Start of RECORDS TO PROCESS

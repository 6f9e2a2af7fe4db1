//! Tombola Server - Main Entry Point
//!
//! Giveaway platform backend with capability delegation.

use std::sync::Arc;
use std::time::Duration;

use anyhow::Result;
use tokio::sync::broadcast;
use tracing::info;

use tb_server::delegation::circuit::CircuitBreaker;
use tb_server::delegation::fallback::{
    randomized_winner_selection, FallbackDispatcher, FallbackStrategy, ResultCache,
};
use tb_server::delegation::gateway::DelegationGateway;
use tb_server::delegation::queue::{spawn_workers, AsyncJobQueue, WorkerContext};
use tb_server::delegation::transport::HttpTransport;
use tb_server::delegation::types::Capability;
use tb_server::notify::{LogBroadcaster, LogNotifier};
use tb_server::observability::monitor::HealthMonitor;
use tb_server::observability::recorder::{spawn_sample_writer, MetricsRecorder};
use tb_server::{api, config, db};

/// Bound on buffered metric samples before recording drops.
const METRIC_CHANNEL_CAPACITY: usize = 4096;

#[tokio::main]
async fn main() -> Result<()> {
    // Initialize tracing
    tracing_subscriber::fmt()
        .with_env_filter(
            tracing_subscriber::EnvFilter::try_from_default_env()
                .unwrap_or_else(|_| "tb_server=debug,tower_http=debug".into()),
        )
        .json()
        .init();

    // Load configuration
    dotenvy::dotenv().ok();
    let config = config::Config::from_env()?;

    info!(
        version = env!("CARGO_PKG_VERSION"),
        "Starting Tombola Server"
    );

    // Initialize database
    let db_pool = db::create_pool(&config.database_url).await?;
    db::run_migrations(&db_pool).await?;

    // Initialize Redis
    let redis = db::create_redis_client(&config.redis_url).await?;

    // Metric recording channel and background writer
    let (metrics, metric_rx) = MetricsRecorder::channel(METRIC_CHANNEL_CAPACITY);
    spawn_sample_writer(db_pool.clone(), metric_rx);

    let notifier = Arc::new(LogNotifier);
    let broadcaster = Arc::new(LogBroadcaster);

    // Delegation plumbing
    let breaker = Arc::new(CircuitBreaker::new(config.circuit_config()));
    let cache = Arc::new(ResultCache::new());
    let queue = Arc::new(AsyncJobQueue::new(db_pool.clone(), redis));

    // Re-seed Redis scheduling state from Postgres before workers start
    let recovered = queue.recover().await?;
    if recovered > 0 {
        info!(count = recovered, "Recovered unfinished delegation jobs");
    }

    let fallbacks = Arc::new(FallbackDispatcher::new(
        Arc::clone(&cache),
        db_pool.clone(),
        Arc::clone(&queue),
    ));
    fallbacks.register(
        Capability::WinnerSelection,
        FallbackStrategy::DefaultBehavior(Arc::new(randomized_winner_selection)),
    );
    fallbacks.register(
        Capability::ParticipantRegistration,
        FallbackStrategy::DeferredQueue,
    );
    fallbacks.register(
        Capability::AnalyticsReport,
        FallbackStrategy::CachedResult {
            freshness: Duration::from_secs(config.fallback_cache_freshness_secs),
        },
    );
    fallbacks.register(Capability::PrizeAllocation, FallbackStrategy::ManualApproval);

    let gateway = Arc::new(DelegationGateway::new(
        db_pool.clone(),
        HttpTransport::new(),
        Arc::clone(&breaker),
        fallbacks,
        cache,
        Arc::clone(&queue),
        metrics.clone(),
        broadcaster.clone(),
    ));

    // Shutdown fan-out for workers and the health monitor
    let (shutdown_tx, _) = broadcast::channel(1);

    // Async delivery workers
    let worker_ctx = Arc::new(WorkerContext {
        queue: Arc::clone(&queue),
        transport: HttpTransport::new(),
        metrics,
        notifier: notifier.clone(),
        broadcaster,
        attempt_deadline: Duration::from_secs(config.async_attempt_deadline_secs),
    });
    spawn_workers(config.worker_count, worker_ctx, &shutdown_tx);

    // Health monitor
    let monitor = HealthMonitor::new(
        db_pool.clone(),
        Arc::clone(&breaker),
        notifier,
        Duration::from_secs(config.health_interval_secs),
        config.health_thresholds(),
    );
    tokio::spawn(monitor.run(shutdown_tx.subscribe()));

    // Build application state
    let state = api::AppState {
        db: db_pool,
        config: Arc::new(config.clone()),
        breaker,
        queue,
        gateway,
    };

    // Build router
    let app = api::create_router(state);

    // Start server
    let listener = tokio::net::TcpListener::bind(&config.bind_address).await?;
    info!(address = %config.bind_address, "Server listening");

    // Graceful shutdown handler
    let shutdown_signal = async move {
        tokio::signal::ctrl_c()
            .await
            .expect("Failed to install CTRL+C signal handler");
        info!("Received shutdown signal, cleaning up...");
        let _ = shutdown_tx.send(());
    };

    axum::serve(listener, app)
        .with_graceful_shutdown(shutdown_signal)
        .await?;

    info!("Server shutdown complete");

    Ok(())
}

End of RECORDS TO PROCESS

> ACTION ITEM:
Set down precisely the lines above between the line holding "let broadcaster = Arc::new(LogBroadcaster);" and the line holding "if recovered >", inclusive, and nothing beyond them.

> WRITTEN SOLUTION:
    let broadcaster = Arc::new(LogBroadcaster);

    // Delegation plumbing
    let breaker = Arc::new(CircuitBreaker::new(config.circuit_config()));
    let cache = Arc::new(ResultCache::new());
    let queue = Arc::new(AsyncJobQueue::new(db_pool.clone(), redis));

    // Re-seed Redis scheduling state from Postgres before workers start
    let recovered = queue.recover().await?;
    if recovered > 0 {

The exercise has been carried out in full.